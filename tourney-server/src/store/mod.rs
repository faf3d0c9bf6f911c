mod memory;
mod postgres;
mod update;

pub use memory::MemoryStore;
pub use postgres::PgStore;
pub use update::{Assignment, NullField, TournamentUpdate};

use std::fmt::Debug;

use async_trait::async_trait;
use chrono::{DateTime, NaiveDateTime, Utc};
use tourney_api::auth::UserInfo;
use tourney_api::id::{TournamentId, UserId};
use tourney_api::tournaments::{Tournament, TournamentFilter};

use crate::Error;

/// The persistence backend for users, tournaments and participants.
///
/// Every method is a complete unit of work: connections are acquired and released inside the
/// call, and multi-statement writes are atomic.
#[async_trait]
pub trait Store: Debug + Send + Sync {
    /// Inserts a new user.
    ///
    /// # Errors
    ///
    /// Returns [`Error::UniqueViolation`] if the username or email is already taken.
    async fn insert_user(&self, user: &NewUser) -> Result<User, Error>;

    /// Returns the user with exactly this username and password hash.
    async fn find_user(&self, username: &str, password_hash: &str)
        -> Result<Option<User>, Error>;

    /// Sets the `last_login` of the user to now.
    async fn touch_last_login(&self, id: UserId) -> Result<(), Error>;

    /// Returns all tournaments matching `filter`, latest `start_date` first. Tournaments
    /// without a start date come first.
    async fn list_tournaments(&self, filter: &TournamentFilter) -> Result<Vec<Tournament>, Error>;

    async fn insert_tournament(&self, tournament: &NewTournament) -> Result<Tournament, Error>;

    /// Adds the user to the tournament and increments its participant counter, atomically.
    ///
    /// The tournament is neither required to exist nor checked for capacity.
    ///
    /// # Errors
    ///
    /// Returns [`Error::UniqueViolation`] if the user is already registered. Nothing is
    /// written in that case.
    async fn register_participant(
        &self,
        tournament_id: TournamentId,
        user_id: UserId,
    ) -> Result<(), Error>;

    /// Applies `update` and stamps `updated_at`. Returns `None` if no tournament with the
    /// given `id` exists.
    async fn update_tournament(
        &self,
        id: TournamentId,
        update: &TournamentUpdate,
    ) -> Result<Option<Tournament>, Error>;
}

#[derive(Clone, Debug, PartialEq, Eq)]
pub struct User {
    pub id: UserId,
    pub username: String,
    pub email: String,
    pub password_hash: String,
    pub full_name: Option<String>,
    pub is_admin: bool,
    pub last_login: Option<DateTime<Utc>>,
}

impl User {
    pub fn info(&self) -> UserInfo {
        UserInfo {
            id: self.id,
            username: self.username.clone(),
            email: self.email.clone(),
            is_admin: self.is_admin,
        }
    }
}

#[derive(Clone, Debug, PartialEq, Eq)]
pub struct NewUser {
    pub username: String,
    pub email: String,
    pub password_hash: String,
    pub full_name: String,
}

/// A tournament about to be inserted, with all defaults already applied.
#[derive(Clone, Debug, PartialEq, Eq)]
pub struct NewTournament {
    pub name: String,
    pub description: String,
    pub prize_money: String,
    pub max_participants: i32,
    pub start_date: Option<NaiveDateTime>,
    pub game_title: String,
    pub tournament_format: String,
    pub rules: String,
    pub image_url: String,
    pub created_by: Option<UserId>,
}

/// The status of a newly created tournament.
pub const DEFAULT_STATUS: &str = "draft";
******
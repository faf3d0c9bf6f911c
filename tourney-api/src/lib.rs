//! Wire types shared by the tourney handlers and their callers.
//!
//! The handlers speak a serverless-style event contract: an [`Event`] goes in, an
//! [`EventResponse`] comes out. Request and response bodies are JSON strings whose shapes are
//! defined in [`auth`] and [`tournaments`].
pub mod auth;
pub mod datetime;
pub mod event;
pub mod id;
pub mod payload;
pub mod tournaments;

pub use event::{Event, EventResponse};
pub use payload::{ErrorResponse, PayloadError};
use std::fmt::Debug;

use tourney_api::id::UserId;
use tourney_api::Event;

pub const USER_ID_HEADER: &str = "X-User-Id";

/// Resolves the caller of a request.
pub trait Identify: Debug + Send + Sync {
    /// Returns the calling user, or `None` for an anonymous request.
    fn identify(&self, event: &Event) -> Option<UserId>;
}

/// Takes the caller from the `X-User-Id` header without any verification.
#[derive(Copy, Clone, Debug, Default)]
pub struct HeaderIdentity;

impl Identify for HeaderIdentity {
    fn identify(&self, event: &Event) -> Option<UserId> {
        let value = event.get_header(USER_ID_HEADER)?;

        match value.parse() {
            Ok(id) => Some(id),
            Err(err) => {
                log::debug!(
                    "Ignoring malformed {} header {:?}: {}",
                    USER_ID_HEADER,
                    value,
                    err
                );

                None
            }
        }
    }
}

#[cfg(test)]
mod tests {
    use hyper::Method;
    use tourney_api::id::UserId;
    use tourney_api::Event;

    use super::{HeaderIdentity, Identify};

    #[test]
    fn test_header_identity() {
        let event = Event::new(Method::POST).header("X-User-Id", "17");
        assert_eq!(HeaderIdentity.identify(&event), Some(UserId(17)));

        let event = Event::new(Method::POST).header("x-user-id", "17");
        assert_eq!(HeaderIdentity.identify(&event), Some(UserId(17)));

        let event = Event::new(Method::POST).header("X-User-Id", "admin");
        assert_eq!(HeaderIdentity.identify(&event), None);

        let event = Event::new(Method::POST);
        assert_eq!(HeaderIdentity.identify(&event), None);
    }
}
******
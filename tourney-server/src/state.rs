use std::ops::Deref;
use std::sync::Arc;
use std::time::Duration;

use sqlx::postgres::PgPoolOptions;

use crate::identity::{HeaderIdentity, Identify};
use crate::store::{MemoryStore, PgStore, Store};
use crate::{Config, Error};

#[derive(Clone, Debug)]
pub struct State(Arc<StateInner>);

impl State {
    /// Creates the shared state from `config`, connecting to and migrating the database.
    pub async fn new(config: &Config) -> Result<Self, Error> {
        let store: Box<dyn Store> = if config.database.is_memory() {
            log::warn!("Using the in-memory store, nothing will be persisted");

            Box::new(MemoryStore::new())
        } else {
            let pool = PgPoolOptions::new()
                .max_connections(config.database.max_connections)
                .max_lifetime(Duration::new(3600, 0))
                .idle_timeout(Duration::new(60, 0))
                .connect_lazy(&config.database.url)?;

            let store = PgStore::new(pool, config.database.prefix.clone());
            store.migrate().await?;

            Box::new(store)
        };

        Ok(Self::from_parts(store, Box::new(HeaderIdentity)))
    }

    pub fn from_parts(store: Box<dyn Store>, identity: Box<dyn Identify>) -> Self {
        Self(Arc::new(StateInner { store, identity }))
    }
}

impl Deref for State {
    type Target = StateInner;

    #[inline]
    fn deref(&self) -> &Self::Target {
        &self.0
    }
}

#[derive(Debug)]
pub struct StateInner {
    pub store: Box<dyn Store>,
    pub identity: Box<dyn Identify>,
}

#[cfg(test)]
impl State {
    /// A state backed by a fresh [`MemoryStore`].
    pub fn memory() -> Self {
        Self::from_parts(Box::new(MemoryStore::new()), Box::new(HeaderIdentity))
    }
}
******
*WORK REQUEST*
Of the entries above, repeat exactly the lines between the line with "is already taken." and the line with "Returns all tournaments", inclusive, and no others.

*COMPLETED EXERCISE*
    /// Returns [`Error::UniqueViolation`] if the username or email is already taken.
    async fn insert_user(&self, user: &NewUser) -> Result<User, Error>;

    /// Returns the user with exactly this username and password hash.
    async fn find_user(&self, username: &str, password_hash: &str)
        -> Result<Option<User>, Error>;

    /// Sets the `last_login` of the user to now.
    async fn touch_last_login(&self, id: UserId) -> Result<(), Error>;

    /// Returns all tournaments matching `filter`, latest `start_date` first. Tournaments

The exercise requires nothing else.